→ Exercise description: Go through the data below line by line and report how many lines contain "true", giving only that figure.

▼

//! In-memory store for writers inside a single process.

use crate::backend::SharedStore;
use crate::error::StoreResult;
use parking_lot::Mutex;
use std::collections::HashMap;
use std::sync::Arc;
use std::time::{Duration, Instant};

#[derive(Debug, Clone)]
struct Entry {
    value: String,
    /// `None` when the TTL reaches past what `Instant` can represent.
    expires_at: Option<Instant>,
}

impl Entry {
    fn new(value: &str, now: Instant, ttl: Duration) -> Self {
        Self {
            value: value.to_owned(),
            expires_at: now.checked_add(ttl),
        }
    }

    fn is_live(&self, now: Instant) -> bool {
        self.expires_at.is_none_or(|deadline| now < deadline)
    }
}

/// An in-memory expiring store.
///
/// Clones share the same underlying map, so one store can be handed to
/// every writer thread. Expired entries are dropped lazily when touched.
///
/// # Example
///
/// ```rust
/// use logwriter_store::{InMemoryStore, SharedStore};
/// use std::time::Duration;
///
/// let store = InMemoryStore::new();
/// store.set_with_expiry("k", "v", Duration::from_secs(60)).unwrap();
/// assert_eq!(store.get("k").unwrap().as_deref(), Some("v"));
/// ```
#[derive(Debug, Clone)]
pub struct InMemoryStore {
    entries: Arc<Mutex<HashMap<String, Entry>>>,
    atomic_insert: bool,
}

impl InMemoryStore {
    /// Creates an empty store that supports atomic insert-if-absent.
    #[must_use]
    pub fn new() -> Self {
        Self {
            entries: Arc::new(Mutex::new(HashMap::new())),
            atomic_insert: true,
        }
    }

    /// Creates an empty store that reports no atomic insert, forcing
    /// callers onto the write-then-verify path.
    #[must_use]
    pub fn without_atomic_insert() -> Self {
        Self {
            atomic_insert: false,
            ..Self::new()
        }
    }

    /// Number of unexpired entries.
    #[must_use]
    pub fn len(&self) -> usize {
        let now = Instant::now();
        self.entries.lock().values().filter(|e| e.is_live(now)).count()
    }

    /// Returns true if no unexpired entries remain.
    #[must_use]
    pub fn is_empty(&self) -> bool {
        self.len() == 0
    }
}

impl Default for InMemoryStore {
    fn default() -> Self {
        Self::new()
    }
}

impl SharedStore for InMemoryStore {
    fn set_with_expiry(&self, key: &str, value: &str, ttl: Duration) -> StoreResult<()> {
        let entry = Entry::new(value, Instant::now(), ttl);
        self.entries.lock().insert(key.to_owned(), entry);
        Ok(())
    }

    fn get(&self, key: &str) -> StoreResult<Option<String>> {
        let now = Instant::now();
        let mut entries = self.entries.lock();
        match entries.get(key) {
            Some(entry) if entry.is_live(now) => Ok(Some(entry.value.clone())),
            Some(_) => {
                entries.remove(key);
                Ok(None)
            }
            None => Ok(None),
        }
    }

    fn delete(&self, key: &str) -> StoreResult<()> {
        self.entries.lock().remove(key);
        Ok(())
    }

    fn try_insert(&self, key: &str, value: &str, ttl: Duration) -> StoreResult<Option<bool>> {
        if !self.atomic_insert {
            return Ok(None);
        }

        let now = Instant::now();
        let mut entries = self.entries.lock();
        if entries.get(key).is_some_and(|e| e.is_live(now)) {
            return Ok(Some(false));
        }
        entries.insert(key.to_owned(), Entry::new(value, now, ttl));
        Ok(Some(true))
    }
}
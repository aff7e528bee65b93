//! Record and header encoding.
//!
//! All integers are big-endian unsigned 32-bit.

use crate::error::{CodecError, CodecResult, Field};
use crate::record::LogRecord;
use bytes::{BufMut, BytesMut};

/// Current file format version, written once at the head of every file.
pub const FORMAT_VERSION: u32 = 1;

/// Size of the file header in bytes.
pub const HEADER_SIZE: usize = 4;

/// Id presence flag: no id follows.
pub(crate) const ID_ABSENT: u8 = 0;

/// Id presence flag: a 4-byte id follows.
pub(crate) const ID_PRESENT: u8 = 1;

/// Returns the 4-byte header that starts every log file.
#[must_use]
pub fn encode_header() -> [u8; HEADER_SIZE] {
    FORMAT_VERSION.to_be_bytes()
}

/// Encodes a record into a fresh buffer.
///
/// # Errors
///
/// Returns [`CodecError::FieldTooLong`] if a string exceeds `u32::MAX` bytes.
pub fn encode(record: &LogRecord) -> CodecResult<Vec<u8>> {
    let mut buf = BytesMut::with_capacity(record.encoded_len());
    encode_into(record, &mut buf)?;
    Ok(buf.to_vec())
}

/// Appends the encoding of `record` to `buf`.
///
/// Nothing is written if the record is rejected.
///
/// # Errors
///
/// Returns [`CodecError::FieldTooLong`] if a string exceeds `u32::MAX` bytes.
pub fn encode_into(record: &LogRecord, buf: &mut BytesMut) -> CodecResult<()> {
    let table_len = prefix_len(Field::Table, &record.table)?;
    let payload_len = prefix_len(Field::Payload, &record.payload)?;

    buf.reserve(record.encoded_len());
    buf.put_u32(table_len);
    buf.put_slice(record.table.as_bytes());
    match record.id {
        None => buf.put_u8(ID_ABSENT),
        Some(id) => {
            buf.put_u8(ID_PRESENT);
            buf.put_u32(id);
        }
    }
    buf.put_u32(payload_len);
    buf.put_slice(record.payload.as_bytes());
    Ok(())
}

fn prefix_len(field: Field, s: &str) -> CodecResult<u32> {
    u32::try_from(s.len()).map_err(|_| CodecError::FieldTooLong {
        field,
        len: s.len(),
    })
}
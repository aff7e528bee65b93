//! The log record type.

use crate::charset::LegacyCharset;
use crate::error::{CodecError, CodecResult, Field};

/// One emitted event: a table name, an optional numeric id, and a payload.
///
/// Strings are held as UTF-8. Use [`LogRecord::from_legacy`] for input that
/// is still in the legacy charset.
#[derive(Debug, Clone, PartialEq, Eq, Hash)]
pub struct LogRecord {
    /// Short identifying string (normalized table name).
    pub table: String,
    /// Optional non-negative identifier.
    pub id: Option<u32>,
    /// Arbitrary payload text.
    pub payload: String,
}

impl LogRecord {
    /// Creates a record, validating that `id` fits in an unsigned 32-bit
    /// integer.
    ///
    /// # Errors
    ///
    /// Returns [`CodecError::InvalidId`] if `id` is negative or larger than
    /// `u32::MAX`.
    pub fn new(
        table: impl Into<String>,
        id: Option<i64>,
        payload: impl Into<String>,
    ) -> CodecResult<Self> {
        Ok(Self {
            table: table.into(),
            id: validate_id(id)?,
            payload: payload.into(),
        })
    }

    /// Creates a record from an already range-checked id.
    #[must_use]
    pub fn with_id(table: impl Into<String>, id: Option<u32>, payload: impl Into<String>) -> Self {
        Self {
            table: table.into(),
            id,
            payload: payload.into(),
        }
    }

    /// Creates a record from strings encoded in a legacy charset.
    ///
    /// # Errors
    ///
    /// Returns [`CodecError::InvalidId`] for an out-of-range id and
    /// [`CodecError::Unmappable`] if either string contains bytes the
    /// charset cannot map.
    pub fn from_legacy(
        table: &[u8],
        id: Option<i64>,
        payload: &[u8],
        charset: LegacyCharset,
    ) -> CodecResult<Self> {
        let id = validate_id(id)?;
        Ok(Self {
            table: charset.decode(Field::Table, table)?,
            id,
            payload: charset.decode(Field::Payload, payload)?,
        })
    }

    /// Number of bytes [`crate::encode`] produces for this record.
    #[must_use]
    pub fn encoded_len(&self) -> usize {
        let id_len = if self.id.is_some() { 5 } else { 1 };
        4 + self.table.len() + id_len + 4 + self.payload.len()
    }
}

fn validate_id(id: Option<i64>) -> CodecResult<Option<u32>> {
    id.map(|v| u32::try_from(v).map_err(|_| CodecError::InvalidId(v)))
        .transpose()
}

#[cfg(test)]
mod tests {
    use super::*;

    #[test]
    fn new_accepts_u32_range() {
        let record = LogRecord::new("t", Some(0), "p").unwrap();
        assert_eq!(record.id, Some(0));

        let record = LogRecord::new("t", Some(i64::from(u32::MAX)), "p").unwrap();
        assert_eq!(record.id, Some(u32::MAX));

        let record = LogRecord::new("t", None, "p").unwrap();
        assert_eq!(record.id, None);
    }

    #[test]
    fn new_rejects_negative_id() {
        assert_eq!(
            LogRecord::new("t", Some(-1), "p"),
            Err(CodecError::InvalidId(-1))
        );
    }

    #[test]
    fn new_rejects_oversized_id() {
        let too_big = i64::from(u32::MAX) + 1;
        assert_eq!(
            LogRecord::new("t", Some(too_big), "p"),
            Err(CodecError::InvalidId(too_big))
        );
    }

    #[test]
    fn from_legacy_transcodes_both_fields() {
        let charset = LegacyCharset::WINDOWS_1251;
        let table = charset.encode("заказы").unwrap();
        let payload = charset.encode("строка").unwrap();

        let record = LogRecord::from_legacy(&table, Some(7), &payload, charset).unwrap();
        assert_eq!(record.table, "заказы");
        assert_eq!(record.payload, "строка");
        assert_eq!(record.id, Some(7));
    }

    #[test]
    fn from_legacy_checks_id_first() {
        let result = LogRecord::from_legacy(b"t", Some(-5), b"p", LegacyCharset::default());
        assert_eq!(result, Err(CodecError::InvalidId(-5)));
    }

    #[test]
    fn encoded_len_counts_utf8_bytes() {
        let record = LogRecord::with_id("users", None, "hello");
        assert_eq!(record.encoded_len(), 4 + 5 + 1 + 4 + 5);

        let record = LogRecord::with_id("ж", Some(1), "");
        assert_eq!(record.encoded_len(), 4 + 2 + 5 + 4);
    }
}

▲

→ Written response: 3